My Muse had other plans: While the two other sections of the ever-popular class were filling up nicely, no one had signed up for mine. I was stunned. "If the class isn't a go," I told myself, "I'll look at leaving Toronto in the fall." A day later, I recanted. I realized that I'd spent all my life letting external circumstances rule my choices. I knew I had to do it differently this time.

"What," I asked myself, "is keeping me in Toronto?" Was it just the class? Or was there another reason to stay until spring? When I realized that nothing other than the class was keeping me in Toronto, I cancelled it and began to plan my exodus.

While I'd never been a packrat, I'd also never felt any need to pare down my belongings. Well, that's not entirely true. I was a bookaholic, and had moved to High Park with forty boxes of books. The books would have to go, along with furniture, kitchen contents and just about everything else. If it didn't fit in my new 1994 sea-blue Dodge Caravan, it wouldn't be coming. And nothing, apart from a few boxes of tax records and old journals, would stay behind.

A lifetime of letting go was about to begin.

In this pre-Internet, pre-Craig's List era, I had no garage sale. I simply started telling friends, colleagues, neighbors and students that I was selling everything. And, with a little help from an army of used-book dealers, everything moved so quickly that I advanced my departure date by a month. Instead of leaving at the end of October, I planned to leave on September 30. Three nights on the road would land me in Nova Scotia on the morning of my fortieth birthday.

And what a morning it was.

After weeks of nonstop, panic-free activity — shedding my possessions and shutting down life as I knew it — I woke up in my New Brunswick B&B to a queasy stomach.

Anne Fawcett, whose Comforts of Home B&B guide had been my Nova Scotia travel bible and who was now hosting me in her own B&B on my final night's journey, had prepared a generous hot birthday breakfast for this chilly Maritime morning.

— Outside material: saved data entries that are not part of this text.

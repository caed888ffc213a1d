//! Sheet Session - one client's view of the shared party
//!
//! Wires the state registry, sync service, bootstrap loader and change
//! subscriber for one session id. The composition root creates one per
//! process.

use std::sync::{Arc, Mutex, PoisonError};

use tokio::sync::watch;
use tokio::task::JoinHandle;

use partysheet_domain::{Roster, SessionId, SharedScore};

use crate::application::bootstrap::{BootstrapError, Bootstrapper, LoadState};
use crate::application::subscriber::ChangeSubscriber;
use crate::application::sync::{SheetSync, SyncConfig};
use crate::ports::outbound::{ChangeFeedPort, FeedError, RemoteStorePort};
use crate::state::{CharacterRegistry, ScoreCell};

#[derive(Debug, thiserror::Error)]
pub enum SessionError {
    #[error("Change feed unavailable: {0}")]
    Feed(#[from] FeedError),

    #[error(transparent)]
    Bootstrap(#[from] BootstrapError),
}

pub struct SheetSession {
    roster: Roster,
    sync: SheetSync,
    feed: Arc<dyn ChangeFeedPort>,
    bootstrap: Bootstrapper,
    subscriber: Mutex<Option<JoinHandle<()>>>,
}

impl SheetSession {
    /// Must be called inside a tokio runtime.
    pub fn new(
        roster: Roster,
        store: Arc<dyn RemoteStorePort>,
        feed: Arc<dyn ChangeFeedPort>,
        config: SyncConfig,
    ) -> Self {
        let session = SessionId::new();
        tracing::info!(session = %session, "Creating sheet session");

        let sync = SheetSync::new(
            CharacterRegistry::new(),
            ScoreCell::new(SharedScore::default()),
            Arc::clone(&store),
            session,
            config,
        );
        let bootstrap = Bootstrapper::new(sync.clone(), store, roster.clone());
        Self {
            roster,
            sync,
            feed,
            bootstrap,
            subscriber: Mutex::new(None),
        }
    }

    pub fn sync(&self) -> &SheetSync {
        &self.sync
    }

    pub fn roster(&self) -> &Roster {
        &self.roster
    }

    pub fn load_state(&self) -> watch::Receiver<LoadState> {
        self.bootstrap.state()
    }

    /// Opens the change feed, then loads every sheet.
    ///
    /// The feed is subscribed first so no change written during the load
    /// is missed.
    pub async fn start(&self) -> Result<(), SessionError> {
        let changes = match self.feed.subscribe().await {
            Ok(changes) => changes,
            Err(e) => {
                self.bootstrap.fail(e.to_string());
                return Err(e.into());
            }
        };

        let subscriber = ChangeSubscriber::new(self.sync.clone(), self.roster.clone());
        let handle = tokio::spawn(subscriber.run(changes));
        if let Some(previous) = self
            .subscriber
            .lock()
            .unwrap_or_else(PoisonError::into_inner)
            .replace(handle)
        {
            previous.abort();
        }

        self.bootstrap.run().await?;
        Ok(())
    }

    /// Stops the subscriber and waits for queued writes.
    pub async fn shutdown(&self) {
        let handle = self
            .subscriber
            .lock()
            .unwrap_or_else(PoisonError::into_inner)
            .take();
        if let Some(handle) = handle {
            handle.abort();
        }
        self.sync.flush().await;
        tracing::info!(session = %self.sync.session_id(), "Sheet session stopped");
    }
}

#[cfg(test)]
mod tests {
    use super::*;

    use std::time::Duration;

    use async_trait::async_trait;
    use serde_json::json;
    use uuid::Uuid;

    use partysheet_domain::{Die, PlayerId, Stat};
    use partysheet_shared::{ChangeEvent, ChangeKind, Table};

    use crate::application::sync::{CharacterAction, Origin};
    use crate::infrastructure::in_memory::{InMemoryStore, LoggedWrite};
    use crate::ports::outbound::ChangeStream;

    fn session_on(store: &InMemoryStore) -> SheetSession {
        SheetSession::new(
            Roster::campaign(),
            Arc::new(store.clone()),
            Arc::new(store.clone()),
            SyncConfig::default(),
        )
    }

    #[tokio::test]
    async fn edits_propagate_between_sessions_without_echo_writes() {
        let store = InMemoryStore::new();
        let alice = session_on(&store);
        let bob = session_on(&store);
        alice.start().await.expect("start");
        bob.start().await.expect("start");

        let olympia = PlayerId::from("olympia");
        let mut bob_view = bob.sync().registry().cell(&olympia).subscribe();
        alice
            .sync()
            .dispatch(&olympia, CharacterAction::Adversity(5), Origin::Local)
            .expect("valid");
        alice.sync().flush().await;

        tokio::time::timeout(Duration::from_secs(1), bob_view.changed())
            .await
            .expect("change arrives")
            .expect("cell alive");
        assert_eq!(bob.sync().character(&olympia).adversity_tokens, 5);

        // Exactly one write: neither session re-sent what it received.
        bob.shutdown().await;
        alice.shutdown().await;
        assert_eq!(store.writes().len(), 1);
        assert!(matches!(&store.writes()[0], LoggedWrite::Upsert(_)));
    }

    #[tokio::test]
    async fn injected_foreign_change_reaches_a_running_session() {
        let store = InMemoryStore::new();
        let session = session_on(&store);
        session.start().await.expect("start");
        store.clear_writes();

        let sophia = PlayerId::from("sophia");
        let mut view = session.sync().registry().cell(&sophia).subscribe();
        store.publish(ChangeEvent::new(
            Table::Stats,
            ChangeKind::Insert,
            json!({ "player": "sophia", "stat": "flight", "die": "d12", "session_id": Uuid::new_v4() }),
            json!({}),
        ));

        tokio::time::timeout(Duration::from_secs(1), view.changed())
            .await
            .expect("change arrives")
            .expect("cell alive");
        assert_eq!(
            session.sync().character(&sophia).stats.get(&Stat::Flight),
            Some(&Die::D12)
        );

        session.shutdown().await;
        assert!(store.writes().is_empty());
    }

    struct BrokenFeed;

    #[async_trait]
    impl ChangeFeedPort for BrokenFeed {
        async fn subscribe(&self) -> Result<ChangeStream, FeedError> {
            Err(FeedError::Connect("connection refused".into()))
        }
    }

    #[tokio::test]
    async fn feed_failure_marks_load_failed() {
        let session = SheetSession::new(
            Roster::campaign(),
            Arc::new(InMemoryStore::new()),
            Arc::new(BrokenFeed),
            SyncConfig::default(),
        );
        let state = session.load_state();

        assert!(matches!(
            session.start().await,
            Err(SessionError::Feed(FeedError::Connect(_)))
        ));
        assert!(matches!(&*state.borrow(), LoadState::Failed(_)));
    }
}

I couldn't eat it. Instead, I shoved my overnight things back into my overstuffed Caravan and hit the road. I barely noticed the fiery fall colors along one of New Brunswick's most scenic river drives. I wasn't stressed. I was numb.

That numbness continued through my three-hour sailing across the Bay of Fundy, punctuated with mild feelings of nausea. I wasn't seasick. I was scared. I sat in the cabin and stared unthinkingly at the ocean, unwilling to give my fearful mind any space. But my fearful mind had other ideas. Within moments of driving off the ferry at Digby, Nova Scotia, I pulled into a Shore Road picnic area, windows rolled up to keep anyone from hearing my soul-shaking sobs.

What have I done? I've moved nearly 1,000 miles from home to a place where I know no one. What will I do here? What will I be here? Who will I be here? WHY am I here?

The question repeated with staccato urgency through the sobs that quaked through me. Fifteen minutes later, depleted by my tears and with no new answers, I started the car, turned onto NS-101 toward Yarmouth and the Pubnicos.

Whatever it meant, I was home.


3.
A few days later, a tiny event notice in The Vanguard caught my attention: Nova Nada, a monastic community of Carmelite hermits in the Nova Scotia interior, was having an open house. I turned the page, but some inner imperative kept urging me back. North Kemptville, the nearest town was, itself over an hour away on back roads. But Nova Nada, in keeping with its hermetic purpose, was farther inland still, in a converted hunting lodge accessed through miles of single-lane, boulder-strewn dirt road.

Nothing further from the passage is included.